13. The Id Advocate for the state has argued that the very fact that Dilip (accused) says that they were assaulted first. suggests that the accused

were present at the spot and in these circumstances the narration of the witnesses as to how the incident occurred and how they suffered injuries,

should be accepted. It is further argued that the injured persons and the witnesses must have been busy in looking after Ratan whose condition was

very serious on 1st January. 1983. So the delay in lodging FIR was not unnatural.

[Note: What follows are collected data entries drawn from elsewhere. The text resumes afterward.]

// src/pin.rs
use aes_gcm::{
    aead::{Aead, KeyInit, OsRng},
    Aes256Gcm, Nonce,
};
use pbkdf2::pbkdf2_hmac;
use rand::RngCore;
use sha2::Sha256;
use zeroize::Zeroizing;

use crate::error::KeystoreError;

pub const PBKDF2_ITERATIONS: u32 = 100_000;
const KEY_LENGTH: usize = 32; // 256 bits for AES-256
pub const SALT_LENGTH: usize = 16;
pub const NONCE_LENGTH: usize = 12;

/// Derive encryption key from a pincode using PBKDF2
pub fn derive_key_from_pin(pin: &str, salt: &[u8], iterations: u32) -> Zeroizing<[u8; KEY_LENGTH]> {
    let mut key = Zeroizing::new([0u8; KEY_LENGTH]);
    pbkdf2_hmac::<Sha256>(pin.as_bytes(), salt, iterations, &mut key[..]);
    key
}

pub fn generate_salt() -> [u8; SALT_LENGTH] {
    let mut salt = [0u8; SALT_LENGTH];
    OsRng.fill_bytes(&mut salt);
    salt
}

pub fn generate_nonce() -> [u8; NONCE_LENGTH] {
    let mut nonce = [0u8; NONCE_LENGTH];
    OsRng.fill_bytes(&mut nonce);
    nonce
}

/// Encrypt data with a pincode-derived key
pub fn encrypt_with_pin(
    data: &[u8],
    pin: &str,
    salt: &[u8],
    nonce: &[u8; NONCE_LENGTH],
    iterations: u32,
) -> Result<Vec<u8>, KeystoreError> {
    let key = derive_key_from_pin(pin, salt, iterations);
    let cipher = Aes256Gcm::new_from_slice(&key[..])
        .map_err(|e| KeystoreError::Encryption(format!("failed to create cipher: {}", e)))?;

    cipher
        .encrypt(Nonce::from_slice(nonce), data)
        .map_err(|e| KeystoreError::Encryption(e.to_string()))
}

/// Decrypt data with a pincode-derived key. A wrong pincode fails AEAD authentication.
pub fn decrypt_with_pin(
    ciphertext: &[u8],
    pin: &str,
    salt: &[u8],
    nonce: &[u8],
    iterations: u32,
) -> Result<Zeroizing<Vec<u8>>, KeystoreError> {
    if nonce.len() != NONCE_LENGTH {
        return Err(KeystoreError::Malformed(format!(
            "nonce must be {} bytes, got {}",
            NONCE_LENGTH,
            nonce.len()
        )));
    }

    let key = derive_key_from_pin(pin, salt, iterations);
    let cipher = Aes256Gcm::new_from_slice(&key[..])
        .map_err(|e| KeystoreError::Encryption(format!("failed to create cipher: {}", e)))?;

    cipher
        .decrypt(Nonce::from_slice(nonce), ciphertext)
        .map(Zeroizing::new)
        .map_err(|_| KeystoreError::IncorrectPincode)
}

#[cfg(test)]
mod tests {
    use super::*;

    // Keeps the tests fast; production blobs use PBKDF2_ITERATIONS
    const TEST_ITERATIONS: u32 = 1_000;

    #[test]
    fn test_encryption_decryption() {
        let salt = generate_salt();
        let nonce = generate_nonce();
        let data = b"SBTESTSECRET";

        let encrypted = encrypt_with_pin(data, "1234", &salt, &nonce, TEST_ITERATIONS).unwrap();
        let decrypted = decrypt_with_pin(&encrypted, "1234", &salt, &nonce, TEST_ITERATIONS).unwrap();

        assert_eq!(data.to_vec(), *decrypted);
    }

    #[test]
    fn test_wrong_pin_fails() {
        let salt = generate_salt();
        let nonce = generate_nonce();

        let encrypted = encrypt_with_pin(b"secret", "1234", &salt, &nonce, TEST_ITERATIONS).unwrap();
        let result = decrypt_with_pin(&encrypted, "4321", &salt, &nonce, TEST_ITERATIONS);

        assert_eq!(result.unwrap_err(), KeystoreError::IncorrectPincode);
    }

    #[test]
    fn test_short_nonce_is_malformed() {
        let salt = generate_salt();
        let result = decrypt_with_pin(b"whatever", "1234", &salt, &[0u8; 4], TEST_ITERATIONS);
        assert!(matches!(result, Err(KeystoreError::Malformed(_))));
    }
}
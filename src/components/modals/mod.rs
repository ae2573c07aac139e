pub mod trust_asset_modal;
pub mod make_payment_modal;
pub mod enter_pincode_modal;

pub use trust_asset_modal::TrustAssetModal;
pub use make_payment_modal::MakePaymentModal;
pub use enter_pincode_modal::EnterPincodeModal;
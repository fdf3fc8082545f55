//! nvmf-csi Controller - volume lifecycle for NVMe-oF backed volumes
//!
//! Implements the CSI controller semantics on top of the device registry:
//! CreateVolume binds a free NVMe-oF subsystem to a volume name, DeleteVolume
//! returns it to the pool, and publish/unpublish check that a volume exists.
//!
//! Operations on the same volume id never run concurrently; a second caller
//! gets [`ControllerError::Aborted`] instead of waiting.

pub mod controller;
pub mod error;
pub mod types;

pub use controller::ControllerServer;
pub use error::{ControllerError, ControllerResult};
pub use types::{
    AccessType, CONTROLLER_CAPABILITIES, ControllerCapability, CreateVolumeRequest, CreatedVolume,
    VolumeCapability,
};
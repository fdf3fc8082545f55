//! Controller error types
//!
//! Every lifecycle failure ends up as one of these variants, each with a
//! fixed gRPC status code.

use thiserror::Error;
use tonic::{Code, Status};

/// Lifecycle operation error
#[derive(Error, Debug, Clone, PartialEq, Eq)]
pub enum ControllerError {
    /// Missing or malformed request field
    #[error("{0}")]
    InvalidArgument(String),

    /// Another operation holds the volume lock
    #[error("concurrent operation in progress for volume: {0}")]
    Aborted(String),

    /// Volume unknown or not in a usable state
    #[error("{0}")]
    NotFound(String),

    /// No device could be allocated
    #[error("no suitable device available: {0}")]
    ResourceExhausted(String),

    /// Collaborator failure
    #[error("{0}")]
    Internal(String),

    /// RPC not provided by this driver
    #[error("{0} is not implemented")]
    Unimplemented(&'static str),
}

impl ControllerError {
    pub fn invalid_argument(msg: impl Into<String>) -> Self {
        Self::InvalidArgument(msg.into())
    }

    pub fn internal(msg: impl Into<String>) -> Self {
        Self::Internal(msg.into())
    }

    /// gRPC status code for this error
    #[must_use]
    pub const fn code(&self) -> Code {
        match self {
            Self::InvalidArgument(_) => Code::InvalidArgument,
            Self::Aborted(_) => Code::Aborted,
            Self::NotFound(_) => Code::NotFound,
            Self::ResourceExhausted(_) => Code::ResourceExhausted,
            Self::Internal(_) => Code::Internal,
            Self::Unimplemented(_) => Code::Unimplemented,
        }
    }
}

impl From<ControllerError> for Status {
    fn from(e: ControllerError) -> Self {
        Self::new(e.code(), e.to_string())
    }
}

/// Result type for lifecycle operations
pub type ControllerResult<T> = Result<T, ControllerError>;

#[cfg(test)]
mod tests {
    use super::*;

    #[test]
    fn test_status_codes() {
        let status: Status = ControllerError::Aborted("vol1".into()).into();
        assert_eq!(status.code(), Code::Aborted);
        assert_eq!(
            status.message(),
            "concurrent operation in progress for volume: vol1"
        );

        let status: Status = ControllerError::Unimplemented("ListVolumes").into();
        assert_eq!(status.code(), Code::Unimplemented);
        assert_eq!(status.message(), "ListVolumes is not implemented");

        assert_eq!(
            ControllerError::ResourceExhausted("none".into()).code(),
            Code::ResourceExhausted
        );
    }
}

14. Alter considering these assertions, and the facts and circumstances of the case and evidence on record. I am unable to accept the contention

that there is sufficient explanation of delay in lodging FIR. The witnesses who were eye-witnesses were not at all involved with Ratan after his being

discharged from PHC. At least they do not say so and they did nothing for two days. Ratan was being looked after by his parents. The Hospital

Sadar was farther than 16 kilometers which was the distance of police station May be these witnesses were planning as to what report they should

lodge as the other party had also suffered injuries. The circumstances which I have discussed above, ease a deep doubt on prosecution story of the

incident. Every case has to be judged on its own facts and circumstances in the light of evidence. The circumstances in his case are such that a

deep doubt is east on the prosecution narration. Since the whole story given by prosecution witnesses, is surrounded with suspicion, there remains

no scope for considering the question of exercise of right of private defence. The trial court has found that presence of two of five accused, was

not fully proved, so that part of narration was also not true. It can''t be said who caused injury to whom and if only 3 appellants had participated in

the attack or there were others also. If the accused or some of them were attached 1st. then who of the persons present gave hits to complainants

cannot be said with, certainly. So it does not appear proved beyond doubt as to which of accused hit on the head of Ratan with the required mens

rea. The trial court has found that 5. 34 & 149 P.C. cannot be applied as necessary ingredient are not proved, although its reasoning is abrasive.

The accused in this case are entitled to benefit of doubt. The judgment of conviction and of sentence against them is set aside. The appeal is

accepted. They are set at liberty and the appellants are discharged from their respective bail bonds. Copies of this judgment be sent to trial court.